La politique énergétique et climatique de la Suisse vise à décarboniser le système énergétique d'ici 2050. Ces efforts entraîneront une baisse de la demande en gaz dans le domaine du chauffage des locaux. C'est pourquoi de nombreux fournisseurs de gaz analysent actuellement les zones de leur réseau de distribution de gaz qu'ils souhaitent conserver et celles qu'ils veulent fermer à moyen ou long terme.
Comme la Suisse ne dispose que de peu d'expérience en la matière, EBP Suisse SA et la Haute école de psychologie appliquée FHNW ont étudié les questions suivantes dans le cadre du projet de recherche «Bases pour la fermeture des réseaux de gaz» [1]:
Le projet de recherche a été cofinancé par l'Office fédéral de l'énergie, le Fonds de Bâle d'EBP, les deux fournisseurs Thurplus et Energie Thun AG ainsi que l'Association suisse de l'industrie gazière.
Les auteurs sont seuls responsables du contenu et des conclusions.
Il existe en principe quatre options de procédure pour la fermeture de zones de réseau, qui conviennent à différentes situations de départ (Fig. 1):
La fermeture simultanée est en principe réalisable partout. Le quartier est déclassé en une seule fois. Cette procédure est particulièrement adaptée aux quartiers dont le réseau est plutôt homogène, c'est-à-dire d'âge et de densité de distribution similaires.
Le déclassement échelonné dans le temps est également réalisable partout. Les différentes lignes du quartier sont alors fermées à des moments différents. Cette procédure est particulièrement adaptée aux quartiers dans lesquels l'âge des conduites de gaz et/ou leur densité de distribution diffèrent de manière significative. La fermeture anticipée des conduites les plus anciennes et les moins vendues permet une optimisation financière.

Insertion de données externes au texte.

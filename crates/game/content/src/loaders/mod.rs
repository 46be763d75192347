//! Content loaders for reading floor data from files.
//!
//! Floors are RON, engine tuning is TOML. Both loaders produce `tactics-core`
//! types directly.

pub mod config;
pub mod factory;
pub mod floor;

pub use config::ConfigLoader;
pub use factory::ContentFactory;
pub use floor::FloorLoader;

use std::path::Path;

use anyhow::Context;

/// Loader result; failures carry the offending path in their context chain.
pub type LoadResult<T> = anyhow::Result<T>;

pub(crate) fn read_file(path: &Path) -> LoadResult<String> {
    std::fs::read_to_string(path).with_context(|| format!("failed to read {}", path.display()))
}
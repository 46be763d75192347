//! Content factory for loading floors and tuning from a data directory.

use std::path::{Path, PathBuf};

use tactics_core::{FloorLayout, TacticsConfig};

use crate::loaders::{ConfigLoader, FloorLoader, LoadResult};

/// Content factory that loads game content from a data directory.
///
/// # Directory Structure
///
/// ```text
/// data_dir/
/// ├── config.toml
/// └── floors/
///     ├── training_ground.ron
///     └── chokepoint.ron
/// ```
pub struct ContentFactory {
    data_dir: PathBuf,
}

impl ContentFactory {
    pub fn new(data_dir: impl Into<PathBuf>) -> Self {
        Self {
            data_dir: data_dir.into(),
        }
    }

    /// Load engine tuning from `config.toml`, falling back to defaults when
    /// the file does not exist.
    pub fn load_config(&self) -> LoadResult<TacticsConfig> {
        let path = self.data_dir.join("config.toml");
        if !path.exists() {
            tracing::debug!(path = %path.display(), "no config file, using defaults");
            return Ok(TacticsConfig::default());
        }
        ConfigLoader::load(&path)
    }

    /// Load a floor from `floors/{floor_name}.ron`.
    pub fn load_floor(&self, floor_name: &str) -> LoadResult<FloorLayout> {
        let path = self
            .data_dir
            .join("floors")
            .join(format!("{}.ron", floor_name));
        FloorLoader::load(&path)
    }

    /// Returns the data directory path.
    pub fn data_dir(&self) -> &Path {
        &self.data_dir
    }
}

Le fonctionnement parallèle temporaire peut être mis en œuvre dans les quartiers desservis par un réseau thermique. Le moment de la fermeture d'une conduite de gaz est directement lié à la desserte par un réseau thermique. Par exemple, la conduite de gaz peut être fermée 10 ou 15 ans après la pose de la conduite thermique. Cette procédure convient aux quartiers qui sont raccordés au réseau de chaleur (et de froid) sur une longue période et qui ne présentent pas un besoin de renouvellement rapide des conduites de gaz.
Le passage direct est un cas spécial d'exploitation partielle limitée dans le temps. Dans ce cas, la conduite de gaz est mise hors service directement après la mise en place d'un réseau thermique. Cette approche est adaptée aux quartiers denses qui doivent être entièrement raccordés au réseau de chaleur et aux communes qui ont des objectifs climatiques ambitieux et qui acceptent facilement une transition rapide.
En collaboration avec Thurplus et Energie Thun, EBP a appliqué les options de l'approche de manière hypothétique à deux quartiers tests réels (quartiers A et B). En outre, EBP a estimé les coûts des options - concrètement les coûts de la fermeture physique -, les éventuelles indemnisations de la valeur résiduelle ainsi que les coûts des renouvellements de lignes encore nécessaires. En outre, les investissements échoués qui pourraient être générés au maximum sans contre-mesures au moment de la fermeture ont été considérés. Ceux-ci se composent des valeurs résiduelles des lignes existantes et des lignes renouvelées au moment de la désaffectation.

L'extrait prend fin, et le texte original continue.